Brewers and hospitality groups are preparing for a hit to beer sales this year after signs emerged of UK and European consumers limiting their drinking budgets.
The squeeze on the cost of living has so far affected big-ticket purchases such as electronics and clothing more than drinks, but people are beginning to hold back from spending in hospitality venues or are choosing less expensive brands of beer, brewers and pub groups said.
In the UK, beer purchasing across bars, pubs, restaurants and stores declined 2.6 per cent year on year in the third quarter of last year to 7.1mn barrels, according to the British Beer and Pub Association. Both Heineken and Carlsberg have warned of early signs of softening demand in Europe.
“People are still out and about but understandably are cautious,” said Tim Martin, chair of JD Wetherspoon, one of the UK’s largest pub groups. The company said sales in the five weeks to November 6 were down 1.1 per cent from the same period in 2019.
Oliver Robinson, managing director at Robinsons brewery in Stockport, said: “We are starting to see less frequent visits, and people are very happy to spend £5.50 on a pint but maybe two rather than three.”
Spiros Malandrakis, head of research for alcoholic drinks at Euromonitor, said there was a “clash between the cost of living squeeze and the need to go back and socialise after three years of being stuck in our basements . . . this creates volatility”.
The World Cup and Christmas are expected to provide a seasonal boost, and not all pub groups are suffering: in the 10 weeks to December 3, like-for-like sales at Mitchell & Butlers, the UK’s largest listed pub group, were up 9.2 per cent compared with the same weeks in 2019.
“Everyone is expecting that the real squeeze in disposable incomes is going to come next year,” said Trevor Stirling, analyst at Bernstein.
“For the brewers, input cost inflation in Europe is going to be very high.

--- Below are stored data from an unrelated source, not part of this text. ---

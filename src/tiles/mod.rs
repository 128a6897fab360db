pub mod cache;
pub mod loader;
pub mod source;

// Re-exports for convenience
pub use cache::TileCache;
pub use loader::{TileLoader, TilePriority};
pub use source::{MapTilerSource, MapboxSource, OpenStreetMapSource, TileSource};
use serde::{Deserialize, Serialize};

use crate::core::constants::CONTENT_DIR;
use crate::core::geo::LatLng;

/// External link shown in the drawer
#[derive(Debug, Clone, PartialEq, Eq, Serialize, Deserialize)]
pub struct PointLink {
    pub url: String,
    pub text: String,
    /// Icon name, e.g. "globe" or "facebook"
    #[serde(default)]
    pub icon: String,
}

/// A point of interest as stored in `data/points.json`
#[derive(Debug, Clone, PartialEq, Serialize, Deserialize)]
#[serde(rename_all = "camelCase")]
pub struct PointOfInterest {
    pub id: String,
    pub lng: f64,
    pub lat: f64,
    pub title: String,
    #[serde(default, skip_serializing_if = "Option::is_none")]
    pub description: Option<String>,
    #[serde(default, skip_serializing_if = "Option::is_none")]
    pub address: Option<String>,
    #[serde(default, skip_serializing_if = "Option::is_none")]
    pub image: Option<String>,
    #[serde(default, skip_serializing_if = "Vec::is_empty")]
    pub gallery: Vec<String>,
    #[serde(default, skip_serializing_if = "Vec::is_empty")]
    pub links: Vec<PointLink>,
    #[serde(default, skip_serializing_if = "Option::is_none")]
    pub content_file: Option<String>,
    /// Has a Markdown article under the conventional content path
    #[serde(default)]
    pub article: bool,
}

impl PointOfInterest {
    pub fn new(id: impl Into<String>, title: impl Into<String>, position: LatLng) -> Self {
        Self {
            id: id.into(),
            lng: position.lng,
            lat: position.lat,
            title: title.into(),
            description: None,
            address: None,
            image: None,
            gallery: Vec::new(),
            links: Vec::new(),
            content_file: None,
            article: false,
        }
    }

    pub fn position(&self) -> LatLng {
        LatLng::new(self.lat, self.lng)
    }

    /// Where the article lives: `contentFile` if set, else
    /// `content/{id}.md` for article points, else nowhere
    pub fn content_path(&self) -> Option<String> {
        match &self.content_file {
            Some(file) if !file.trim().is_empty() => Some(file.clone()),
            _ if self.article => Some(format!("{}/{}.md", CONTENT_DIR, self.id)),
            _ => None,
        }
    }

    pub fn has_content(&self) -> bool {
        self.content_path().is_some()
    }

    pub fn has_image(&self) -> bool {
        self.image.as_deref().is_some_and(|i| !i.is_empty())
    }

    /// Coordinates as shown in the drawer, six decimals
    pub fn coordinates_label(&self) -> String {
        format!("{:.6}, {:.6}", self.lat, self.lng)
    }
}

For example the price of malting barley . . . is up about two-thirds compared with the prior year. So we will see another round of big price increases in the spring.”
He added: “And if the consumer is more fragile, another round of big price increases will have a big volume impact.”

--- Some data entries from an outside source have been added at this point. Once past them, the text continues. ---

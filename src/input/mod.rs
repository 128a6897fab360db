pub mod events;

// Re-export the essential types
pub use events::{EventHandled, InputEvent, KeyCode, MapEvent};
use std::sync::Arc;

use crate::content::{cache::ContentCache, markdown, source::ContentSource};
use crate::registry::point::PointOfInterest;
use crate::Result;

/// A point's article, as fetched and as rendered
#[derive(Debug, Clone, PartialEq)]
pub struct PointContent {
    pub markdown: String,
    pub html: String,
    pub blocks: Vec<markdown::Block>,
}

impl PointContent {
    pub fn from_markdown(markdown: impl Into<String>) -> Self {
        let markdown = markdown.into();
        Self {
            html: markdown::render_html(&markdown),
            blocks: markdown::blocks(&markdown),
            markdown,
        }
    }
}

/// Fetches and renders point articles, memoized in a `ContentCache`.
///
/// Cheap to clone; clones share the source and the cache.
#[derive(Clone)]
pub struct ContentLoader {
    source: Arc<dyn ContentSource>,
    cache: ContentCache,
}

impl ContentLoader {
    pub fn new(source: Arc<dyn ContentSource>, cache: ContentCache) -> Self {
        Self { source, cache }
    }

    pub fn cache(&self) -> &ContentCache {
        &self.cache
    }

    pub fn source(&self) -> &Arc<dyn ContentSource> {
        &self.source
    }

    /// `Ok(None)` when the point has no article
    pub async fn try_load(&self, point: &PointOfInterest) -> Result<Option<Arc<PointContent>>> {
        let Some(path) = point.content_path() else {
            log::warn!("point {} has no content", point.id);
            return Ok(None);
        };

        if let Some(content) = self.cache.get(&point.id) {
            return Ok(Some(content));
        }

        let text = self.source.fetch_text(&path).await?;
        let content = Arc::new(PointContent::from_markdown(text));
        self.cache.set(point.id.clone(), Arc::clone(&content));
        log::debug!("loaded content of {} from {}", point.id, self.source.locate(&path));
        Ok(Some(content))
    }

    /// Like `try_load`, but failures are logged and read as "no content"
    pub async fn load(&self, point: &PointOfInterest) -> Option<Arc<PointContent>> {
        match self.try_load(point).await {
            Ok(content) => content,
            Err(e) => {
                log::error!("failed to load content of {}: {}", point.id, e);
                None
            }
        }
    }
}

He said the UK had some of the lowest consumer confidence in Europe but there were signs of declining volumes in Spain and of trading down in France, where mainstream brands are growing faster than premium beers, reversing a long-lasting trend of premiumisation.
“The alcohol business — beer, wine and spirits — is declining both in terms of value and volumes,” said Ananda Roy, senior vice-president at data analytics firm IRI.

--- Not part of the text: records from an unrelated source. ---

use egui::{Color32, FontId, Stroke};

use crate::constants::MARKER_FALLBACK_COLOR;
use crate::rendering::context::Color;

/// Converts a draw-queue color into an egui color
pub fn color32(color: Color) -> Color32 {
    Color32::from_rgba_unmultiplied(color.r, color.g, color.b, color.a)
}

/// Style configuration for the viewer widgets
#[derive(Debug, Clone)]
pub struct MapStyle {
    /// Background color when no tiles are loaded
    pub background_color: Color32,
    /// Zoom and action buttons
    pub zoom_controls: ZoomControlStyle,
    pub attribution: AttributionStyle,
    pub markers: MarkerStyle,
    pub drawer: DrawerStyle,
    pub canvas: CanvasStyle,
}

/// Style for zoom control buttons
#[derive(Debug, Clone)]
pub struct ZoomControlStyle {
    pub background_color: Color32,
    pub hover_color: Color32,
    pub text_color: Color32,
    pub border_stroke: Stroke,
    pub button_size: f32,
    /// Margin from the top-right corner
    pub margin: f32,
    pub rounding: f32,
}

/// Style for the attribution line at the bottom-left
#[derive(Debug, Clone)]
pub struct AttributionStyle {
    pub text_color: Color32,
    pub background_color: Color32,
    pub font_id: FontId,
    pub padding: f32,
    pub margin: f32,
}

/// Style for point-of-interest icons
#[derive(Debug, Clone)]
pub struct MarkerStyle {
    /// Disc drawn while a marker has no image (or it failed to load)
    pub fallback_color: Color32,
    pub border_color: Color32,
    pub border_width: f32,
    /// Ring around the selected marker
    pub selected_color: Color32,
}

#[derive(Debug, Clone)]
pub struct DrawerStyle {
    pub width: f32,
    pub thumbnail_size: f32,
    pub main_image_height: f32,
    /// Dimmed backdrop of the lightbox
    pub lightbox_backdrop: Color32,
}

/// Style of the static SVG canvas
#[derive(Debug, Clone)]
pub struct CanvasStyle {
    pub background_color: Color32,
    pub pin_color: Color32,
    pub pin_selected_color: Color32,
    pub label_color: Color32,
    pub label_font: FontId,
    /// Crosshair tint while placing a marker
    pub placing_color: Color32,
}

impl Default for MapStyle {
    fn default() -> Self {
        Self {
            background_color: Color32::from_rgb(237, 237, 237),
            zoom_controls: ZoomControlStyle::default(),
            attribution: AttributionStyle::default(),
            markers: MarkerStyle::default(),
            drawer: DrawerStyle::default(),
            canvas: CanvasStyle::default(),
        }
    }
}

impl Default for ZoomControlStyle {
    fn default() -> Self {
        Self {
            background_color: Color32::from_rgba_unmultiplied(255, 255, 255, 220),
            hover_color: Color32::from_rgb(235, 235, 235),
            text_color: Color32::BLACK,
            border_stroke: Stroke::new(1.0, Color32::from_gray(100)),
            button_size: 30.0,
            margin: 10.0,
            rounding: 3.0,
        }
    }
}

impl Default for AttributionStyle {
    fn default() -> Self {
        Self {
            text_color: Color32::from_gray(120),
            background_color: Color32::from_rgba_unmultiplied(255, 255, 255, 160),
            font_id: FontId::proportional(10.0),
            padding: 3.0,
            margin: 5.0,
        }
    }
}

impl Default for MarkerStyle {
    fn default() -> Self {
        let [r, g, b, a] = MARKER_FALLBACK_COLOR;
        Self {
            fallback_color: Color32::from_rgba_unmultiplied(r, g, b, a),
            border_color: Color32::WHITE,
            border_width: 2.0,
            selected_color: Color32::from_rgb(250, 204, 21),
        }
    }
}

impl Default for DrawerStyle {
    fn default() -> Self {
        Self {
            width: 400.0,
            thumbnail_size: 80.0,
            main_image_height: 220.0,
            lightbox_backdrop: Color32::from_black_alpha(220),
        }
    }
}

impl Default for CanvasStyle {
    fn default() -> Self {
        Self {
            background_color: Color32::from_rgb(248, 249, 250),
            pin_color: Color32::from_rgb(220, 38, 38),
            pin_selected_color: Color32::from_rgb(37, 99, 235),
            label_color: Color32::from_gray(30),
            label_font: FontId::proportional(13.0),
            placing_color: Color32::from_rgb(22, 163, 74),
        }
    }
}

/// Predefined styles
pub struct MapThemes;

impl MapThemes {
    pub fn light() -> MapStyle {
        MapStyle::default()
    }

    /// Darker chrome for the commercial variant
    pub fn dark() -> MapStyle {
        MapStyle {
            background_color: Color32::from_rgb(40, 40, 40),
            zoom_controls: ZoomControlStyle {
                background_color: Color32::from_rgb(60, 60, 60),
                hover_color: Color32::from_rgb(80, 80, 80),
                text_color: Color32::WHITE,
                border_stroke: Stroke::new(1.0, Color32::from_rgb(120, 120, 120)),
                ..ZoomControlStyle::default()
            },
            attribution: AttributionStyle {
                text_color: Color32::from_rgba_unmultiplied(255, 255, 255, 200),
                background_color: Color32::from_rgba_unmultiplied(0, 0, 0, 100),
                ..AttributionStyle::default()
            },
            ..MapStyle::default()
        }
    }
}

He said the World Cup would provide a boost, though not as strongly as when the tournament is held in summer. Seasonal drinks such as champagne and port are also expected to hold up this month, he said.
A large decline in drinking volumes will only occur if there is large-scale unemployment, said Stirling.
Heineken’s president for the Europe region, Soren Hagh, told investors this month that the war in Ukraine “has had a major impact on consumer confidence across markets [and] on inflation, which hits consumers in all countries”.